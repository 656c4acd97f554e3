//! USD price sources for the payout asset.

mod coingecko;

pub use coingecko::{CoinGeckoConfig, CoinGeckoOracle};

use std::str::FromStr;

use async_trait::async_trait;
use faucet_claim_types::{PriceAsset, PriceQuote, Wad};

use crate::errors::OracleError;
use crate::utils::unix_now;

/// Infallible by contract: upstream trouble degrades to the configured fallback quote.
#[async_trait]
pub trait PriceOracle: Send + Sync {
    async fn get_price(&self, asset: PriceAsset) -> PriceQuote;
}

/// Price served when the feed is unreachable. Always positive.
#[derive(Clone, Copy, Debug, PartialEq, Eq)]
pub struct FallbackPrice(Wad);

impl FallbackPrice {
    pub fn new(value: Wad) -> Result<Self, OracleError> {
        if value.is_zero() {
            return Err(OracleError::InvalidFallback(value.to_string()));
        }
        Ok(Self(value))
    }

    pub fn value(&self) -> Wad {
        self.0
    }

    pub fn quote(&self, now: u64) -> PriceQuote {
        PriceQuote::fallback(self.0, now)
    }
}

impl FromStr for FallbackPrice {
    type Err = OracleError;

    fn from_str(s: &str) -> Result<Self, Self::Err> {
        let value: Wad = s
            .parse()
            .map_err(|_| OracleError::InvalidFallback(s.to_string()))?;
        Self::new(value)
    }
}

/// Serves one price forever. Used offline and in tests.
#[derive(Clone, Copy, Debug)]
pub struct FixedPriceOracle {
    value: Wad,
}

impl FixedPriceOracle {
    pub fn new(value: Wad) -> Self {
        Self { value }
    }
}

#[async_trait]
impl PriceOracle for FixedPriceOracle {
    async fn get_price(&self, _asset: PriceAsset) -> PriceQuote {
        PriceQuote::live(self.value, unix_now())
    }
}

──────────

• [ACTIVITY] Only the lines from the one containing "pub fn value(&self)" through the end of the listing belong in the response, each reproduced exactly.

• [SOLUTION BELOW]
    pub fn value(&self) -> Wad {
        self.0
    }

    pub fn quote(&self, now: u64) -> PriceQuote {
        PriceQuote::fallback(self.0, now)
    }
}

impl FromStr for FallbackPrice {
    type Err = OracleError;

    fn from_str(s: &str) -> Result<Self, Self::Err> {
        let value: Wad = s
            .parse()
            .map_err(|_| OracleError::InvalidFallback(s.to_string()))?;
        Self::new(value)
    }
}

/// Serves one price forever. Used offline and in tests.
#[derive(Clone, Copy, Debug)]
pub struct FixedPriceOracle {
    value: Wad,
}

impl FixedPriceOracle {
    pub fn new(value: Wad) -> Self {
        Self { value }
    }
}

#[async_trait]
impl PriceOracle for FixedPriceOracle {
    async fn get_price(&self, _asset: PriceAsset) -> PriceQuote {
        PriceQuote::live(self.value, unix_now())
    }
}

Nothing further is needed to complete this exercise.